Es sei laut seiner Aussage schon klar gewesen, dass der Notausgang und damit der mögliche Fluchtweg verschlossen waren. Unterstützt wird der Zeuge aus der Bar durch die Initiative 19. Februar, eine Organisation, die Gedenken und Aufklärung einfordert. Mitglied Hagen Kopp kritisiert: "Das mit dem Notausgang ist wirklich bedauerlich, dass das immer wieder versucht wird in Frage zu stellen. Selbst die Polizisten haben beim letzten Termin klar gemacht, dass der Notausgang zu war.“
Dass Minnemann überlebt habe, trotz verschlossener Tür, sei nur Glück gewesen, sagte er vor dem U-Ausschuss am 26. September. „Wir waren alle an einem Fleck.“
Widersprüchliche Zeugenaussagen erschweren Ermittlung
Ein Mitarbeiter des Landeskriminalamts (LKA) berichtete am Montag, es habe von Zeugen zu diesem Thema sehr widersprüchliche Angaben gegeben. So hätten Gäste von einer generell verschlossenen Tür berichtet. Angestellte hätten ausgesagt, diese sei grundsätzlich offen gewesen. Er selbst habe es bei einer Tatortbegehung im Dezember 2020 mit normalem Kraftaufwand nicht geschafft, die Tür zu öffnen, da diese geklemmt habe.
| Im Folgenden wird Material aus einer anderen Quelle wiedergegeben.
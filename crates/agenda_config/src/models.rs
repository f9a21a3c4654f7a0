// --- File: crates/agenda_config/src/models.rs ---

use serde::{Deserialize, Serialize};

// --- General Server Config ---
#[cfg_attr(feature = "openapi", derive(utoipa::ToSchema))]
#[derive(Debug, Deserialize, Serialize, Clone)]
pub struct ServerConfig {
    #[serde(default = "default_host")]
    pub host: String,
    #[serde(default = "default_port")]
    pub port: u16,
}

impl Default for ServerConfig {
    fn default() -> Self {
        Self {
            host: default_host(),
            port: default_port(),
        }
    }
}

fn default_host() -> String {
    "127.0.0.1".to_string()
}

fn default_port() -> u16 {
    8086
}

// --- Logging Config ---
#[cfg_attr(feature = "openapi", derive(utoipa::ToSchema))]
#[derive(Debug, Deserialize, Serialize, Clone)]
pub struct LoggingConfig {
    /// Minimum level for the agenda crates (trace, debug, info, warn, error).
    #[serde(default = "default_log_level")]
    pub level: String,
    /// When set, logs are also written to a daily rolling file in this directory.
    #[serde(default)]
    pub file_dir: Option<String>,
}

impl Default for LoggingConfig {
    fn default() -> Self {
        Self {
            level: default_log_level(),
            file_dir: None,
        }
    }
}

fn default_log_level() -> String {
    "info".to_string()
}

/// Which tabular store backs the slot and booking tables.
#[cfg_attr(feature = "openapi", derive(utoipa::ToSchema))]
#[derive(Debug, Deserialize, Serialize, Clone, Copy, PartialEq, Eq, Default)]
#[serde(rename_all = "lowercase")]
pub enum StoreBackend {
    /// Google Sheets v4 API, authenticated with a service account key.
    #[default]
    Google,
    /// Process-local tables, optionally seeded from a JSON file.
    Memory,
}

// --- Spreadsheet Config ---
// Identifiers of the backing spreadsheet and its two tables.
// The service account key itself is read from `key_path`, never stored here.
#[cfg_attr(feature = "openapi", derive(utoipa::ToSchema))]
#[derive(Debug, Deserialize, Serialize, Clone)]
pub struct SheetsConfig {
    #[serde(default)]
    pub backend: StoreBackend,
    pub spreadsheet_id: Option<String>, // Mandatory for the google backend
    pub key_path: Option<String>,       // Mandatory for the google backend
    #[serde(default = "default_slots_sheet")]
    pub slots_sheet: String,
    #[serde(default = "default_bookings_sheet")]
    pub bookings_sheet: String,
    #[serde(default = "default_time_zone")]
    pub time_zone: String,
    #[serde(default = "default_free_status")]
    pub free_status: String,
    #[serde(default = "default_occupied_status")]
    pub occupied_status: String,
    /// JSON file with initial table contents for the memory backend.
    #[serde(default)]
    pub seed_file: Option<String>,
}

impl Default for SheetsConfig {
    fn default() -> Self {
        Self {
            backend: StoreBackend::default(),
            spreadsheet_id: None,
            key_path: None,
            slots_sheet: default_slots_sheet(),
            bookings_sheet: default_bookings_sheet(),
            time_zone: default_time_zone(),
            free_status: default_free_status(),
            occupied_status: default_occupied_status(),
            seed_file: None,
        }
    }
}

fn default_slots_sheet() -> String {
    "Horarios".to_string()
}

fn default_bookings_sheet() -> String {
    "Agendamentos".to_string()
}

fn default_time_zone() -> String {
    "America/Sao_Paulo".to_string()
}

fn default_free_status() -> String {
    "LIVRE".to_string()
}

fn default_occupied_status() -> String {
    "OCUPADO".to_string()
}

// --- Unified App Configuration ---
#[cfg_attr(feature = "openapi", derive(utoipa::ToSchema))]
#[derive(Debug, Deserialize, Serialize, Clone, Default)]
pub struct AppConfig {
    #[serde(default)]
    pub server: ServerConfig,
    #[serde(default)]
    pub logging: LoggingConfig,
    #[serde(default)]
    pub sheets: SheetsConfig,
}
Der Betreiber habe ausgesagt, die Tür sei früher immer mal wieder verschlossen worden, damit Gäste dort nicht hätten hinausgehen können. Bei den Ermittlungen hätten sie erfahren, dass das Gewerbeamt dies bei Kontrollen moniert habe, so der Mitarbeiter des LKA. (dpa/bch/gmö)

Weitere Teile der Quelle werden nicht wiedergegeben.